Over the next few days, the government will begin a multi-billion-dollar undertaking to develop two privately operated ports, one in Haifa and one in Ashdod.
The first step comes Wednesday when Prime Prime Minister Benjamin Netanyahu and Transportation Minister Yisrael Katz hold a news conference to announce the terms.
Officials close to the deliberations over the plan told TheMarker that the Israel Ports Company will publish in the next several days two tenders to build infrastructure for a new port in Haifa Bay and another in South Ashdod.
If it goes ahead, the ports project will mark a major step forward in the government’s efforts to break powerful public sector monopolies and the unions that dominate them. Israel’s two biggest ports are run by state-owned enterprises, but costly labor practices and abuses at the ports cost the economy some NIS 5 billion a year, according to a report compiled by the Antitrust Authority in 2009.
The move will also represent a major undertaking for the economy, with the cost of developing each of the two ports estimated at $1.1 billion. In addition, the cost of constructing the transportation infrastructure will require some NIS 700 million at each port.
If the tenders do not generate interest among overseas bidders, or if it becomes apparent that bidders do not believe it to be economically feasible to develop two private ports, the government would rescind one of the two tenders within 90 days after publication.
In addition, over the next several days the government will also issue performance qualification documents ahead of tenders to purchase and operate equipment for the two new ports. In the framework of these tenders, which will be published subsequently, the port operator will be required to buy the equipment and operate the port for 25 years.
Terms for bidding by international groups will be based on how much they are prepared to pay the state for use of the pier and other payments.
The centerpiece of the Haifa Bay port will be a 1,000-meter-long pier with a capacity for as much as 1.4 million shipping containers annually. The Ashdod facility will have a 1.050-meter pier, with the same capacity.
Victory for Katz
The outlines of the port plans represent a victory for Katz, who has been lobbying hard for two privately operated ports to be developed in parallel. He was met with powerful opposition the Finance Ministry officials, who have asserted that Israel’s economy isn’t big enough to support two new ports.
The politics of the ports was further complicated by competition between the cities of Haifa and Ashdod to host the new port, if only one were to be developed.
The new ports will most likely be financed in two ways: The Israel Ports Company will issue bonds in the capital market while charges for services at the port for importers and exporters will be raised.
Almost immediately after it was formed, Prime Minister Benjamin Netanyahu’s new government announced a plan to reform the ports and create private sector competition for the state-owned facilities.

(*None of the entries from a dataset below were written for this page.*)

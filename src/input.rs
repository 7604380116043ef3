use bevy::input::mouse::{MouseMotion, MouseScrollUnit, MouseWheel};
use bevy::prelude::*;
use bevy::window::WindowResized;

use crate::sim::{ResetEvent, SimSettings};
use crate::view::{ViewTransform, Viewport, PAN_STEP_PX, ZOOM_STEP};

pub struct InputPlugin;
impl Plugin for InputPlugin {
    fn build(&self, app: &mut App) {
        app.add_systems(
            Update,
            (
                track_viewport,
                zoom_controls,
                pan_controls,
                view_reset,
                pause_toggle,
                reset_trigger,
                help_toggle,
                diagnostics_toggle,
            ),
        );
    }
}

fn track_viewport(mut resized: EventReader<WindowResized>, mut viewport: ResMut<Viewport>) {
    // only the last size of the frame matters
    if let Some(ev) = resized.read().last() {
        viewport.width = ev.width;
        viewport.height = ev.height;
        debug!("viewport resized to {}x{}", ev.width, ev.height);
    }
}

fn zoom_controls(
    mut scroll_evr: EventReader<MouseWheel>,
    keys: Res<ButtonInput<KeyCode>>,
    mut view: ResMut<ViewTransform>,
) {
    for ev in scroll_evr.read() {
        let notches = match ev.unit {
            MouseScrollUnit::Line => ev.y,
            MouseScrollUnit::Pixel => ev.y / 40.0,
        };
        if notches != 0.0 {
            view.zoom_by(ZOOM_STEP.powf(notches));
        }
    }

    if keys.any_just_pressed([KeyCode::Equal, KeyCode::NumpadAdd]) {
        view.zoom_by(ZOOM_STEP);
        debug!("zoom {:.2}", view.scale);
    }
    if keys.any_just_pressed([KeyCode::Minus, KeyCode::NumpadSubtract]) {
        view.zoom_by(1.0 / ZOOM_STEP);
        debug!("zoom {:.2}", view.scale);
    }
}

fn pan_controls(
    keys: Res<ButtonInput<KeyCode>>,
    buttons: Res<ButtonInput<MouseButton>>,
    mut motion: EventReader<MouseMotion>,
    mut view: ResMut<ViewTransform>,
) {
    // screen space, y grows downwards
    let mut delta = Vec2::ZERO;
    if keys.any_just_pressed([KeyCode::ArrowLeft, KeyCode::KeyA]) {
        delta.x += PAN_STEP_PX;
    }
    if keys.any_just_pressed([KeyCode::ArrowRight, KeyCode::KeyD]) {
        delta.x -= PAN_STEP_PX;
    }
    if keys.any_just_pressed([KeyCode::ArrowUp, KeyCode::KeyW]) {
        delta.y += PAN_STEP_PX;
    }
    if keys.any_just_pressed([KeyCode::ArrowDown, KeyCode::KeyS]) {
        delta.y -= PAN_STEP_PX;
    }

    if buttons.pressed(MouseButton::Right) {
        for m in motion.read() {
            delta += m.delta;
        }
    } else {
        motion.clear();
    }

    if delta != Vec2::ZERO {
        view.pan_by(delta);
    }
}

fn view_reset(keys: Res<ButtonInput<KeyCode>>, mut view: ResMut<ViewTransform>) {
    if keys.just_pressed(KeyCode::Home) {
        *view = ViewTransform::default();
    }
}

fn pause_toggle(mut settings: ResMut<SimSettings>, keys: Res<ButtonInput<KeyCode>>) {
    if keys.any_just_pressed([KeyCode::Space, KeyCode::KeyP]) {
        settings.running = !settings.running;
        debug!("running: {}", settings.running);
    }
}

fn reset_trigger(mut ev_reset: EventWriter<ResetEvent>, keys: Res<ButtonInput<KeyCode>>) {
    if keys.just_pressed(KeyCode::KeyR) {
        ev_reset.send(ResetEvent);
    }
}

fn help_toggle(mut settings: ResMut<SimSettings>, keys: Res<ButtonInput<KeyCode>>) {
    if keys.just_pressed(KeyCode::KeyH) {
        settings.show_help = !settings.show_help;
    }
}

fn diagnostics_toggle(mut settings: ResMut<SimSettings>, keys: Res<ButtonInput<KeyCode>>) {
    if keys.just_pressed(KeyCode::F3) {
        settings.show_diagnostics = !settings.show_diagnostics;
    }
}
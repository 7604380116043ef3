//! Interactive 2D n-body star simulation.
//! - `state`: the integrator and the per-star arrays it owns.
//! - `sim`: frame-timed stepping, reset and star sprites.
//! - `view`, `input`, `ui`: viewport, controls and the egui panel.

pub mod input;
pub mod sim;
pub mod state;
pub mod ui;
pub mod vector2;
pub mod view;

pub use input::InputPlugin;
pub use sim::SimPlugin;
pub use ui::UiPlugin;
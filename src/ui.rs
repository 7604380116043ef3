use bevy::diagnostic::{DiagnosticsStore, FrameTimeDiagnosticsPlugin};
use bevy::prelude::*;
use bevy_egui::{egui, EguiContexts, EguiPlugin};

use crate::sim::{ResetEvent, SimSettings, Simulation, MAX_STARS};
use crate::view::ViewTransform;

pub struct UiPlugin;
impl Plugin for UiPlugin {
    fn build(&self, app: &mut App) {
        app.add_plugins(EguiPlugin).add_systems(Update, ui_system);
    }
}

fn ui_system(
    mut contexts: EguiContexts,
    mut settings: ResMut<SimSettings>,
    mut view: ResMut<ViewTransform>,
    mut ev_reset: EventWriter<ResetEvent>,
    sim: Option<Res<Simulation>>,
    diagnostics: Res<DiagnosticsStore>,
) {
    egui::Window::new("Stars").show(contexts.ctx_mut(), |ui| {
        if let Some(sim) = sim.as_deref() {
            ui.label(format!("Stars: {}", sim.number_of_stars()));
        }
        if let Some(fps) = diagnostics.get(&FrameTimeDiagnosticsPlugin::FPS) {
            if let Some(value) = fps.smoothed() {
                ui.label(format!("FPS: {:.1}", value));
            }
        }
        ui.label(format!("Zoom: {:.2}x", view.scale));

        ui.separator();

        ui.checkbox(&mut settings.running, "Running");
        ui.add(
            egui::Slider::new(&mut settings.number_of_stars, 1..=MAX_STARS)
                .text("Stars on reset"),
        );
        ui.checkbox(&mut settings.deterministic, "Deterministic");

        ui.horizontal(|ui| {
            if ui.button("Reset").clicked() {
                ev_reset.send(ResetEvent);
            }
            if ui.button("Reset view").clicked() {
                *view = ViewTransform::default();
            }
        });
    });

    if settings.show_help {
        egui::Window::new("Help").show(contexts.ctx_mut(), |ui| {
            ui.label("Space/P: Pause Simulation");
            ui.label("R: Reset Simulation");
            ui.label("+/-, Mouse Wheel: Zoom");
            ui.label("Arrows/WASD: Pan");
            ui.label("Right Mouse: Pan (drag)");
            ui.label("Home: Reset View");
            ui.label("H: Toggle Help");
            ui.label("F3: Toggle Diagnostics");
        });
    }

    if settings.show_diagnostics {
        egui::Window::new("Diagnostics").show(contexts.ctx_mut(), |ui| {
            if let Some(frame_time) = diagnostics.get(&FrameTimeDiagnosticsPlugin::FRAME_TIME) {
                if let Some(value) = frame_time.smoothed() {
                    ui.label(format!("Frame time: {:.2} ms", value));
                }
            }
            if let Some(sim) = sim.as_deref() {
                let kinetic: f64 = sim
                    .masses()
                    .iter()
                    .zip(sim.velocities())
                    .map(|(m, v)| 0.5 * m * v.length_squared())
                    .sum();
                ui.label(format!("Kinetic energy: {:.3e}", kinetic));
            }
        });
    }
}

The idea is that competition will force the state-owned ports to become more efficient.
Histadrut must agree
The plan to build one or more private ports, however, will require the consent of the Histadrut labor federation, which has fought reform not only at the ports but at other state monopolies as well.
Negotiations are due to begin immediate after the first tender are published with the unions, whose leadership has been weakened by allegations of conflicts of interest between union chief Alon Hassan and companies he controlled that did business with the port.
Treasury officials have opposed developing two ports simultaneously. They acknowledge that the economy needs an additional port, but that a second one will not be economically viable for another eight to nine years after the first has begun operations, which is projected to be in 2018.
Officials at the Transportation Ministry say otherwise. They maintain that because Israel lacks deep water ports that can service the biggest cargo vessels, the economy needs two additional ports as soon as possible. The addition of another pier will spur demand for maritime services.
In addition, they acknowledge that big infrastructure projects like the one being contemplated rarely meet their timetables and that delays in developing two ports one after the other could create a shortage of port capacity in the years ahead.
Transportation Ministry officials are also stressing that the political conditions that have enabled the port reform to move forward now may not exist again in the future. Treasury officials answer back that it is sufficient for the groundwork of port reform to be put into place to ensure it proceeds in the years ahead.
In fact, port reform has been delayed repeatedly. The government first approved developing new ports in May 2007, with an end-2008 deadline for the transportation and finance ministers to agree on terms and the location. But intense opposition from the ports workers committees blocked any progress until now.
Netanyahu was called in to resolve the divisions between the two ministries.